■ **TASK REQUIREMENTS**: Go over the records and copy every line with the string "HtmlTableBody".
+++ SOURCE INFORMATION
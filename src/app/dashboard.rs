use derive_getters::Getters;

use crate::app::{html, table::QuoteRow};

/// The rows area of the quote table.
pub trait TableBody {
    fn clear(&mut self);
    fn append_row(&mut self, row: &QuoteRow);
}

/// A single text cell, such as a summary total.
pub trait SummaryCell {
    fn set_text(&mut self, text: &str);
}

impl TableBody for Vec<QuoteRow> {
    fn clear(&mut self) {
        Vec::clear(self);
    }

    fn append_row(&mut self, row: &QuoteRow) {
        self.push(row.clone());
    }
}

impl SummaryCell for String {
    fn set_text(&mut self, text: &str) {
        self.clear();
        self.push_str(text);
    }
}

/// Table body kept as rendered `<tr>` markup.
#[derive(Clone, Debug, Default, Eq, PartialEq)]
pub struct HtmlTableBody {
    rows: Vec<String>,
}

impl HtmlTableBody {
    pub fn rows(&self) -> &[String] {
        &self.rows
    }

    pub fn inner_html(&self) -> String {
        self.rows.concat()
    }
}

impl TableBody for HtmlTableBody {
    fn clear(&mut self) {
        self.rows.clear();
    }

    fn append_row(&mut self, row: &QuoteRow) {
        self.rows.push(html::row_markup(row));
    }
}

/// The three elements a refresh cycle writes to.
#[derive(Clone, Debug, Default, Getters)]
pub struct RefreshContext<B, C> {
    table_body: B,
    average_value_sum: C,
    current_value_sum: C,
}

impl<B, C> RefreshContext<B, C>
where
    B: TableBody,
    C: SummaryCell,
{
    pub fn new(table_body: B, average_value_sum: C, current_value_sum: C) -> Self {
        Self {
            table_body,
            average_value_sum,
            current_value_sum,
        }
    }

    pub fn table_body_mut(&mut self) -> &mut B {
        &mut self.table_body
    }

    pub fn average_value_sum_mut(&mut self) -> &mut C {
        &mut self.average_value_sum
    }

    pub fn current_value_sum_mut(&mut self) -> &mut C {
        &mut self.current_value_sum
    }
}

pub type HtmlDashboard = RefreshContext<HtmlTableBody, String>;
pub type TerminalDashboard = RefreshContext<Vec<QuoteRow>, String>;
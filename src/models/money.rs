use rust_decimal::{Decimal, RoundingStrategy};

/// Two-decimal display text; halves round away from zero.
pub fn money(value: &Decimal) -> String {
    format!(
        "{:.2}",
        value.round_dp_with_strategy(2, RoundingStrategy::MidpointAwayFromZero)
    )
}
++++++
■ **SOLUTION**:
pub struct HtmlTableBody {
impl HtmlTableBody {
impl TableBody for HtmlTableBody {
pub type HtmlDashboard = RefreshContext<HtmlTableBody, String>;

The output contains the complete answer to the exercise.